OBJECTIVES: In 2025, Joint Clinical Assessment (JCA) will become a mandatory process for manufacturers seeking reimbursement in the European Union (EU). The Methodological and Procedural Guidance (MPG) subgroup dictates evidence requirements for JCA. This analysis compared the acceptability of evidence from nine EU member states relative to JCA requirements.

METHODS: A review of published HTA guidance from Germany, France, Sweden, Netherlands, Poland, Portugal, Slovakia, Spain and Italy was compared to MPG guidance. Acceptability was assessed for single-arm trials (SATs), anchored & unanchored indirect treatment comparisons (ITCs), real-world evidence (RWE), progression-free survival (PFS) and patient-reported outcomes (PROs). The review was validated with ex-payers and access experts.

RESULTS: MPG guidance indicates low acceptability of SATs, unanchored ITCs, and RWE; acceptability of anchored ITCs is case-dependent. Acceptability of common trial endpoints is low for PFS, but high for PROs. MPG guidance is in line with most requirements from Germany and, with a varying alignment across the remaining countries.
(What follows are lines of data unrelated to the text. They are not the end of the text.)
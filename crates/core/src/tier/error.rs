//! Tier catalog error types.

use monetrax_shared::AppError;
use thiserror::Error;

use super::types::TierId;

/// Errors raised by tier lookups and catalog construction.
///
/// These are programmer or data errors, never user-facing business outcomes.
#[derive(Debug, Clone, PartialEq, Eq, Error)]
pub enum TierError {
    /// An unrecognized tier identifier was supplied.
    #[error("invalid tier: {0}")]
    InvalidTier(String),

    /// A quota value other than a non-negative integer or `-1`.
    #[error("invalid quota value: {0}")]
    InvalidQuota(i64),

    /// The same tier was defined twice.
    #[error("tier defined more than once: {0}")]
    DuplicateTier(TierId),

    /// A tier is missing from the catalog.
    #[error("tier missing from catalog: {0}")]
    MissingTier(TierId),

    /// The tier or billing cycle cannot be bought through checkout.
    #[error("tier {0} cannot be purchased with this billing cycle")]
    NotPurchasable(TierId),
}

impl TierError {
    /// Returns the error code for API responses.
    #[must_use]
    pub fn error_code(&self) -> &'static str {
        match self {
            Self::InvalidTier(_) => "INVALID_TIER",
            Self::InvalidQuota(_) => "INVALID_QUOTA",
            Self::DuplicateTier(_) => "DUPLICATE_TIER",
            Self::MissingTier(_) => "MISSING_TIER",
            Self::NotPurchasable(_) => "TIER_NOT_PURCHASABLE",
        }
    }
}

impl From<TierError> for AppError {
    fn from(err: TierError) -> Self {
        match err {
            TierError::NotPurchasable(TierId::Free) => {
                Self::Validation("Free tier doesn't require payment".to_string())
            }
            TierError::NotPurchasable(_) => Self::Validation(err.to_string()),
            TierError::InvalidTier(_)
            | TierError::InvalidQuota(_)
            | TierError::DuplicateTier(_)
            | TierError::MissingTier(_) => Self::Internal(err.to_string()),
        }
    }
}
//! Tracing subscriber setup.

use tracing_subscriber::{EnvFilter, layer::SubscriberExt, util::SubscriberInitExt};

use crate::config::LoggingConfig;

/// Installs the global tracing subscriber.
///
/// `RUST_LOG` wins over the configured filter when set.
///
/// # Errors
///
/// Returns an error if a global subscriber is already installed.
pub fn init_tracing(
    logging: &LoggingConfig,
) -> Result<(), tracing_subscriber::util::TryInitError> {
    let filter =
        EnvFilter::try_from_default_env().unwrap_or_else(|_| EnvFilter::new(&logging.filter));

    let registry = tracing_subscriber::registry().with(filter);

    if logging.json {
        registry
            .with(tracing_subscriber::fmt::layer().json())
            .try_init()
    } else {
        registry.with(tracing_subscriber::fmt::layer()).try_init()
    }
}

#[cfg(test)]
mod tests {
    use super::*;

    #[test]
    fn test_second_init_fails() {
        let logging = LoggingConfig::default();
        // The first call may lose to another test in the same binary.
        let _ = init_tracing(&logging);
        assert!(init_tracing(&logging).is_err());
    }
}
//! Subscription lifecycle classification.
//!
//! Every caller reasons about the same four states produced by [`resolve`],
//! instead of re-deriving them from missing records and date checks.

use chrono::{DateTime, Utc};
use serde::{Deserialize, Serialize};

use super::types::{Subscription, SubscriptionStatus};
use crate::tier::TierId;

/// Evaluated subscription state at a point in time.
#[derive(Debug, Clone, Copy, PartialEq, Eq, Hash, Serialize, Deserialize)]
#[serde(rename_all = "snake_case")]
pub enum SubscriptionState {
    /// No paid subscription: no record, a free-tier record, or a payment
    /// that was never confirmed.
    Free,
    /// Paid tier within its billing period.
    Active,
    /// Paid tier within its billing period, stopping at period end.
    Cancelling,
    /// Paid tier whose billing period has lapsed.
    Expired,
}

impl SubscriptionState {
    /// Returns true while a paid tier is in force.
    #[must_use]
    pub const fn is_paying(self) -> bool {
        matches!(self, Self::Active | Self::Cancelling)
    }
}

/// Resolved lifecycle of an account's subscription.
#[derive(Debug, Clone, Copy, PartialEq, Eq, Serialize, Deserialize)]
pub struct LifecycleStatus {
    /// Evaluated state.
    pub state: SubscriptionState,
    /// Tier to display. An expired subscription still shows its paid tier.
    pub tier: TierId,
    /// Current period start, when a paid period exists.
    pub period_start: Option<DateTime<Utc>>,
    /// Current period end, when a paid period exists.
    pub period_end: Option<DateTime<Utc>>,
}

impl LifecycleStatus {
    /// Status of an account without a paid subscription.
    #[must_use]
    pub const fn free() -> Self {
        Self {
            state: SubscriptionState::Free,
            tier: TierId::Free,
            period_start: None,
            period_end: None,
        }
    }

    /// Tier whose features and limits apply right now.
    ///
    /// Expired subscriptions fall back to the free tier.
    #[must_use]
    pub const fn entitled_tier(&self) -> TierId {
        if self.state.is_paying() {
            self.tier
        } else {
            TierId::Free
        }
    }
}

/// Classifies a subscription record (or its absence) at `now`.
///
/// Pure: never mutates the record. A period ending exactly at `now` has lapsed.
#[must_use]
pub fn resolve(subscription: Option<&Subscription>, now: DateTime<Utc>) -> LifecycleStatus {
    let Some(sub) = subscription else {
        return LifecycleStatus::free();
    };

    if !sub.tier.is_paid() || sub.status == SubscriptionStatus::PendingPayment {
        return LifecycleStatus::free();
    }

    let state = if sub.status == SubscriptionStatus::Expired || now >= sub.current_period_end {
        SubscriptionState::Expired
    } else if sub.cancel_at_period_end || sub.status == SubscriptionStatus::Cancelling {
        SubscriptionState::Cancelling
    } else {
        SubscriptionState::Active
    };

    LifecycleStatus {
        state,
        tier: sub.tier,
        period_start: Some(sub.current_period_start),
        period_end: Some(sub.current_period_end),
    }
}
//! Payment log repository.

use chrono::Utc;
use monetrax_core::store::{PaymentStore, RepositoryError};
use monetrax_core::subscription::{PaymentRecord, PaymentStatus};
use monetrax_shared::types::{AccountId, Money, PaymentId};
use sea_orm::{
    ActiveModelTrait, ColumnTrait, DatabaseConnection, EntityTrait, QueryFilter, QueryOrder, Set,
};

use super::{db_error, parse_column};
use crate::entities::payment_transactions;

/// Payment repository implementation. The log is append-only.
#[derive(Debug)]
pub struct PaymentRepository {
    db: DatabaseConnection,
}

impl PaymentRepository {
    /// Create a new payment repository.
    #[must_use]
    pub const fn new(db: DatabaseConnection) -> Self {
        Self { db }
    }

    /// Appends a payment record.
    ///
    /// # Errors
    ///
    /// Returns an error if the database insert fails.
    pub async fn record(&self, payment: &PaymentRecord) -> Result<PaymentRecord, RepositoryError> {
        let active_model = payment_transactions::ActiveModel {
            id: Set(payment.id.into_inner()),
            account_id: Set(payment.account_id.into_inner()),
            tier: Set(payment.tier.as_str().to_string()),
            billing_cycle: Set(payment.billing_cycle.as_str().to_string()),
            amount: Set(payment.amount.amount),
            currency: Set(payment.amount.currency.to_string()),
            status: Set(payment.status.as_str().to_string()),
            created_at: Set(payment.created_at.into()),
        };

        let model = active_model.insert(&self.db).await.map_err(db_error)?;
        tracing::info!(
            account_id = %payment.account_id,
            payment_id = %payment.id,
            status = payment.status.as_str(),
            "Payment recorded"
        );
        to_domain(model)
    }

    /// Lists an account's payments, newest first.
    ///
    /// # Errors
    ///
    /// Returns an error if the query fails.
    pub async fn list_for_account(
        &self,
        account_id: AccountId,
    ) -> Result<Vec<PaymentRecord>, RepositoryError> {
        let models = payment_transactions::Entity::find()
            .filter(payment_transactions::Column::AccountId.eq(account_id.into_inner()))
            .order_by_desc(payment_transactions::Column::CreatedAt)
            .all(&self.db)
            .await
            .map_err(db_error)?;

        models.into_iter().map(to_domain).collect()
    }
}

impl PaymentStore for PaymentRepository {
    async fn has_completed_payment(&self, account_id: AccountId) -> Result<bool, RepositoryError> {
        let model = payment_transactions::Entity::find()
            .filter(payment_transactions::Column::AccountId.eq(account_id.into_inner()))
            .filter(payment_transactions::Column::Status.eq(PaymentStatus::Completed.as_str()))
            .one(&self.db)
            .await
            .map_err(db_error)?;

        Ok(model.is_some())
    }
}

fn to_domain(model: payment_transactions::Model) -> Result<PaymentRecord, RepositoryError> {
    Ok(PaymentRecord {
        id: PaymentId::from_uuid(model.id),
        account_id: AccountId::from_uuid(model.account_id),
        tier: parse_column("tier", &model.tier)?,
        billing_cycle: parse_column("billing_cycle", &model.billing_cycle)?,
        amount: Money::new(model.amount, parse_column("currency", &model.currency)?),
        status: parse_column("status", &model.status)?,
        created_at: model.created_at.with_timezone(&Utc),
    })
}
MPG guidance is more restrictive than many local guidelines, particularly for PFS, SAT, RWE.

CONCLUSIONS: This analysis supports that JCA evidentiary expectations reflect some of the most restrictive requirements across EU HTA bodies, may further challenge interpretability and utility of comparative evidence for decision-making, and deepen access disparities despite the goal to reduce variability in the EU. The JCA scoping process may lead to multiple non-trial comparisons, for which a lack of available evidence can be expected due to strict JCA requirements for ITCs, particularly unanchored networks. The lack of acceptance of PFS as a surrogate endpoint represents an additional challenge, given it is commonly used in oncology trials and is recognized by medical societies. Flexibility in evidence requirements and acceptance of innovative approaches to evidence generation from JCA assessors will be necessary to ensure continuity of patient access to new medicines.